■ **Work order**: Type again, exactly, the lines below from the start through the line that includes "value)| (name.clone(), value.clone()))".
++++
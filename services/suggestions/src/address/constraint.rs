//! Location constraints imposed on an address control.

use linked_hash_map::LinkedHashMap;
use serde::{Deserialize, Serialize};
use serde_json::{Map, Value};
use tracing::debug;

use super::compose::{compose_address_value, ComposeOptions};
use super::kladr::{fias_specificity, kladr_specificity, significant_kladr_id};
use super::{component_by_id, AddressComponent, FIAS_PARAM_NAMES};
use crate::common::{as_text, is_truthy, IdGenerator};

/// A constraint as it is configured: one location object or a list of them.
#[derive(Debug, Clone, Default, PartialEq, Serialize, Deserialize)]
pub struct ConstraintSpec {
    #[serde(default, alias = "restrictions")]
    pub locations: Option<Value>,
    #[serde(default)]
    pub label: Option<String>,
    #[serde(default)]
    pub deletable: bool,
}

/// One location of a constraint, reduced to the fields that identify it.
#[derive(Debug, Clone, PartialEq)]
pub struct ConstraintLocation {
    fields: Map<String, Value>,
    significant_kladr: Option<String>,
    /// Index of the deepest schema component the location pins down.
    pub specificity: Option<usize>,
}

impl ConstraintLocation {
    pub fn new(data: &Value, components: &[AddressComponent]) -> Self {
        let mut fields = Map::new();
        let mut specificity = None;

        if let Some(data) = data.as_object() {
            for (i, component) in components.iter().enumerate() {
                match data.get(component.id) {
                    Some(value) if component.for_locations && is_truthy(value) => {
                        fields.insert(component.id.to_string(), value.clone());
                        specificity = Some(i);
                    }
                    _ => {}
                }
            }
        }

        let fias_names: Vec<&str> = fields
            .keys()
            .map(String::as_str)
            .filter(|name| FIAS_PARAM_NAMES.contains(name))
            .collect();

        let mut significant_kladr = None;
        if !fias_names.is_empty() {
            specificity = fias_specificity(&fias_names, components);
            fields = fields
                .iter()
                .filter(|(name, _)| FIAS_PARAM_NAMES.contains(&name.as_str()))
                .map(|(name, value)| (name.clone(), value.clone()))
                .collect();
        } else if let Some(kladr_id) = fields.get("kladr_id").and_then(as_text) {
            let significant = significant_kladr_id(&kladr_id);
            specificity = kladr_specificity(&significant, components);
            significant_kladr = Some(significant);
            fields = Map::new();
            fields.insert("kladr_id".to_string(), Value::String(kladr_id));
        }

        ConstraintLocation {
            fields,
            significant_kladr,
            specificity,
        }
    }

    pub fn fields(&self) -> &Map<String, Value> {
        &self.fields
    }

    pub fn is_valid(&self) -> bool {
        !self.fields.is_empty()
    }

    /// Whether suggestion data lies inside this location.
    pub fn contains_data(&self, data: &Value) -> bool {
        if let Some(significant) = &self.significant_kladr {
            return data
                .get("kladr_id")
                .and_then(as_text)
                .map_or(false, |kladr_id| kladr_id.starts_with(significant.as_str()));
        }

        self.fields.iter().all(|(name, expected)| {
            match (data.get(name).and_then(as_text), as_text(expected)) {
                (Some(actual), Some(expected)) => actual.to_lowercase() == expected.to_lowercase(),
                _ => false,
            }
        })
    }

    pub fn label(&self) -> String {
        compose_address_value(
            &Value::Object(self.fields.clone()),
            ComposeOptions {
                save_city_district: true,
                ..Default::default()
            },
        )
    }
}

#[derive(Debug, Clone, PartialEq)]
pub struct Constraint {
    pub id: String,
    pub deletable: bool,
    pub locations: Vec<ConstraintLocation>,
    pub label: String,
}

impl Constraint {
    /// Builds a constraint; `None` when no location survives validation.
    /// Without a configured label, one is composed from the locations
    /// when `compose_label` is set.
    pub fn new(
        spec: &ConstraintSpec,
        ids: &mut IdGenerator,
        components: &[AddressComponent],
        compose_label: bool,
    ) -> Option<Self> {
        let id = ids.next_id("c");
        let raw_locations = match &spec.locations {
            Some(Value::Array(items)) => items.clone(),
            Some(location) => vec![location.clone()],
            None => Vec::new(),
        };

        let locations: Vec<ConstraintLocation> = raw_locations
            .iter()
            .map(|data| ConstraintLocation::new(data, components))
            .filter(ConstraintLocation::is_valid)
            .collect();
        if locations.is_empty() {
            debug!(id = %id, "Dropping constraint without valid locations");
            return None;
        }

        let label = match &spec.label {
            Some(label) => label.clone(),
            None if compose_label => locations
                .iter()
                .map(ConstraintLocation::label)
                .collect::<Vec<_>>()
                .join(", "),
            None => String::new(),
        };

        Some(Constraint {
            id,
            deletable: spec.deletable,
            locations,
            label,
        })
    }

    pub fn fields(&self) -> Vec<Value> {
        self.locations
            .iter()
            .map(|location| Value::Object(location.fields().clone()))
            .collect()
    }
}

/// Constraints of a control in the order they were added.
#[derive(Debug, Clone, Default)]
pub struct Constraints {
    items: LinkedHashMap<String, Constraint>,
}

impl Constraints {
    pub fn new() -> Self {
        Self::default()
    }

    /// Adds a constraint built from `spec`, returning its id if it was valid.
    pub fn add(
        &mut self,
        spec: &ConstraintSpec,
        ids: &mut IdGenerator,
        components: &[AddressComponent],
        compose_label: bool,
    ) -> Option<String> {
        let constraint = Constraint::new(spec, ids, components, compose_label)?;
        let id = constraint.id.clone();
        self.items.insert(id.clone(), constraint);
        Some(id)
    }

    /// Removes a deletable constraint.
    pub fn remove(&mut self, id: &str) -> Option<Constraint> {
        match self.items.get(id) {
            Some(constraint) if constraint.deletable => self.items.remove(id),
            _ => None,
        }
    }

    pub fn get(&self, id: &str) -> Option<&Constraint> {
        self.items.get(id)
    }

    pub fn iter(&self) -> impl Iterator<Item = &Constraint> {
        self.items.values()
    }

    pub fn len(&self) -> usize {
        self.items.len()
    }

    pub fn is_empty(&self) -> bool {
        self.items.is_empty()
    }

    /// Label of the earliest constraint, empty without constraints.
    pub fn first_label(&self) -> &str {
        self.items
            .front()
            .map(|(_, constraint)| constraint.label.as_str())
            .unwrap_or("")
    }

    /// `locations` and `restrict_value` request parameters.
    pub fn location_params(&self, restrict_value: bool) -> Map<String, Value> {
        let locations: Vec<Value> = self.iter().flat_map(Constraint::fields).collect();
        let mut params = Map::new();
        if !locations.is_empty() {
            params.insert("locations".to_string(), Value::Array(locations));
            params.insert("restrict_value".to_string(), Value::Bool(restrict_value));
        }
        params
    }

    /// Drops the fields the constraints already pin down.
    ///
    /// Everything up to the deepest location containing `data` is removed.
    /// For city-regions (region and city share a KLADR id) the city goes too.
    pub fn unrestricted_data(&self, data: &Value, components: &[AddressComponent]) -> Value {
        let max_specificity = self
            .iter()
            .flat_map(|constraint| constraint.locations.iter())
            .filter(|location| location.contains_data(data))
            .filter_map(|location| location.specificity)
            .max();

        let (Some(max_specificity), Some(object)) = (max_specificity, data.as_object()) else {
            return data.clone();
        };

        let mut restricted: Vec<&str> = Vec::new();
        let region_kladr = object.get("region_kladr_id").and_then(as_text);
        if region_kladr.is_some() && region_kladr == object.get("city_kladr_id").and_then(as_text) {
            if let Some((_, city)) = component_by_id(components, "city") {
                restricted.extend(city.fields.iter().copied());
            }
        }
        for component in components.iter().take(max_specificity + 1) {
            restricted.extend(component.fields.iter().copied());
        }

        let unrestricted: Map<String, Value> = object
            .iter()
            .filter(|(key, _)| !restricted.contains(&key.as_str()))
            .map(|(key, value)| (key.clone(), value.clone()))
            .collect();
        Value::Object(unrestricted)
    }
}

#[cfg(test)]
mod tests {
    use super::*;
    use crate::address::ADDRESS_COMPONENTS;
    use serde_json::json;

    fn spec(locations: Value) -> ConstraintSpec {
        ConstraintSpec {
            locations: Some(locations),
            ..Default::default()
        }
    }

    #[test]
    fn test_location_by_fias() {
        let location = ConstraintLocation::new(
            &json!({"region": "Краснодарский", "region_fias_id": "d00e1013", "flat": "5"}),
            ADDRESS_COMPONENTS,
        );
        assert_eq!(location.fields().len(), 1);
        assert!(location.fields().contains_key("region_fias_id"));
        assert_eq!(location.specificity, component_by_id(ADDRESS_COMPONENTS, "region").map(|c| c.0));
    }

    #[test]
    fn test_location_by_kladr() {
        let location = ConstraintLocation::new(&json!({"kladr_id": "5000004000000", "region": "Московская"}), ADDRESS_COMPONENTS);
        assert_eq!(location.fields().len(), 1);
        assert_eq!(location.specificity, component_by_id(ADDRESS_COMPONENTS, "city").map(|c| c.0));
        assert!(location.contains_data(&json!({"kladr_id": "5000004000012"})));
        assert!(!location.contains_data(&json!({"kladr_id": "5000005000000"})));
        assert!(!location.contains_data(&json!({"region": "Московская"})));
    }

    #[test]
    fn test_location_by_names() {
        let location = ConstraintLocation::new(&json!({"region": "Москва", "city": "Москва"}), ADDRESS_COMPONENTS);
        assert_eq!(location.specificity, component_by_id(ADDRESS_COMPONENTS, "city").map(|c| c.0));
        assert!(location.contains_data(&json!({"region": "МОСКВА", "city": "москва", "street": "Арбат"})));
        assert!(!location.contains_data(&json!({"region": "Москва"})));
        assert!(!ConstraintLocation::new(&json!({"geo_lat": "55"}), ADDRESS_COMPONENTS).is_valid());
    }

    #[test]
    fn test_constraint_ids_and_labels() {
        let mut ids = IdGenerator::new();
        let mut constraints = Constraints::new();
        let first = constraints.add(&spec(json!({"region": "Москва"})), &mut ids, ADDRESS_COMPONENTS, true);
        let invalid = constraints.add(&spec(json!({"geo_lat": "1"})), &mut ids, ADDRESS_COMPONENTS, true);
        let third = constraints.add(
            &ConstraintSpec {
                locations: Some(json!([{"region": "Тульская"}, {"region": "Калужская"}])),
                label: Some("Центр".to_string()),
                deletable: true,
            },
            &mut ids,
            ADDRESS_COMPONENTS,
            true,
        );

        assert_eq!(first.as_deref(), Some("c1"));
        assert_eq!(invalid, None);
        assert_eq!(third.as_deref(), Some("c3"));
        assert_eq!(constraints.len(), 2);
        assert_eq!(constraints.first_label(), "Москва");
        assert_eq!(constraints.get("c3").map(|c| c.locations.len()), Some(2));
    }

    #[test]
    fn test_remove_only_deletable() {
        let mut ids = IdGenerator::new();
        let mut constraints = Constraints::new();
        constraints.add(&spec(json!({"region": "Москва"})), &mut ids, ADDRESS_COMPONENTS, true);
        assert!(constraints.remove("c1").is_none());
        assert_eq!(constraints.len(), 1);
    }

    #[test]
    fn test_location_params() {
        let mut ids = IdGenerator::new();
        let mut constraints = Constraints::new();
        assert!(constraints.location_params(true).is_empty());

        constraints.add(&spec(json!({"kladr_id": "7700000000000"})), &mut ids, ADDRESS_COMPONENTS, true);
        let params = constraints.location_params(true);
        assert_eq!(params["locations"], json!([{"kladr_id": "7700000000000"}]));
        assert_eq!(params["restrict_value"], json!(true));
    }

    #[test]
    fn test_unrestricted_data() {
        let mut ids = IdGenerator::new();
        let mut constraints = Constraints::new();
        constraints.add(&spec(json!({"region": "Краснодарский"})), &mut ids, ADDRESS_COMPONENTS, true);

        let data = json!({
            "country": "Россия",
            "region": "Краснодарский",
            "region_with_type": "Краснодарский край",
            "city": "Сочи",
            "city_with_type": "г Сочи",
            "street": "Курортный"
        });
        let unrestricted = constraints.unrestricted_data(&data, ADDRESS_COMPONENTS);
        assert_eq!(
            unrestricted,
            json!({"city": "Сочи", "city_with_type": "г Сочи", "street": "Курортный"})
        );

        let elsewhere = json!({"region": "Ростовская", "city": "Шахты"});
        assert_eq!(constraints.unrestricted_data(&elsewhere, ADDRESS_COMPONENTS), elsewhere);
    }

    #[test]
    fn test_unrestricted_data_city_region() {
        let mut ids = IdGenerator::new();
        let mut constraints = Constraints::new();
        constraints.add(&spec(json!({"region": "Москва"})), &mut ids, ADDRESS_COMPONENTS, true);

        let data = json!({
            "region": "Москва",
            "region_kladr_id": "7700000000000",
            "city": "Москва",
            "city_with_type": "г Москва",
            "city_kladr_id": "7700000000000",
            "street_with_type": "ул Арбат"
        });
        let unrestricted = constraints.unrestricted_data(&data, ADDRESS_COMPONENTS);
        assert_eq!(
            unrestricted,
            json!({
                "region_kladr_id": "7700000000000",
                "city_kladr_id": "7700000000000",
                "street_with_type": "ул Арбат"
            })
        );
    }

    #[test]
    fn test_restrictions_alias() {
        let spec: ConstraintSpec = serde_json::from_value(json!({
            "restrictions": {"city": "Тула"},
            "deletable": true
        }))
        .unwrap();
        assert!(spec.deletable);
        assert_eq!(spec.locations, Some(json!({"city": "Тула"})));
    }
}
++++
■ **Result**:
filename services/suggestions/src/address/constraint.rs
//! Location constraints imposed on an address control.

use linked_hash_map::LinkedHashMap;
use serde::{Deserialize, Serialize};
use serde_json::{Map, Value};
use tracing::debug;

use super::compose::{compose_address_value, ComposeOptions};
use super::kladr::{fias_specificity, kladr_specificity, significant_kladr_id};
use super::{component_by_id, AddressComponent, FIAS_PARAM_NAMES};
use crate::common::{as_text, is_truthy, IdGenerator};

/// A constraint as it is configured: one location object or a list of them.
#[derive(Debug, Clone, Default, PartialEq, Serialize, Deserialize)]
pub struct ConstraintSpec {
    #[serde(default, alias = "restrictions")]
    pub locations: Option<Value>,
    #[serde(default)]
    pub label: Option<String>,
    #[serde(default)]
    pub deletable: bool,
}

/// One location of a constraint, reduced to the fields that identify it.
#[derive(Debug, Clone, PartialEq)]
pub struct ConstraintLocation {
    fields: Map<String, Value>,
    significant_kladr: Option<String>,
    /// Index of the deepest schema component the location pins down.
    pub specificity: Option<usize>,
}

impl ConstraintLocation {
    pub fn new(data: &Value, components: &[AddressComponent]) -> Self {
        let mut fields = Map::new();
        let mut specificity = None;

        if let Some(data) = data.as_object() {
            for (i, component) in components.iter().enumerate() {
                match data.get(component.id) {
                    Some(value) if component.for_locations && is_truthy(value) => {
                        fields.insert(component.id.to_string(), value.clone());
                        specificity = Some(i);
                    }
                    _ => {}
                }
            }
        }

        let fias_names: Vec<&str> = fields
            .keys()
            .map(String::as_str)
            .filter(|name| FIAS_PARAM_NAMES.contains(name))
            .collect();

        let mut significant_kladr = None;
        if !fias_names.is_empty() {
            specificity = fias_specificity(&fias_names, components);
            fields = fields
                .iter()
                .filter(|(name, _)| FIAS_PARAM_NAMES.contains(&name.as_str()))
                .map(|(name, value)| (name.clone(), value.clone()))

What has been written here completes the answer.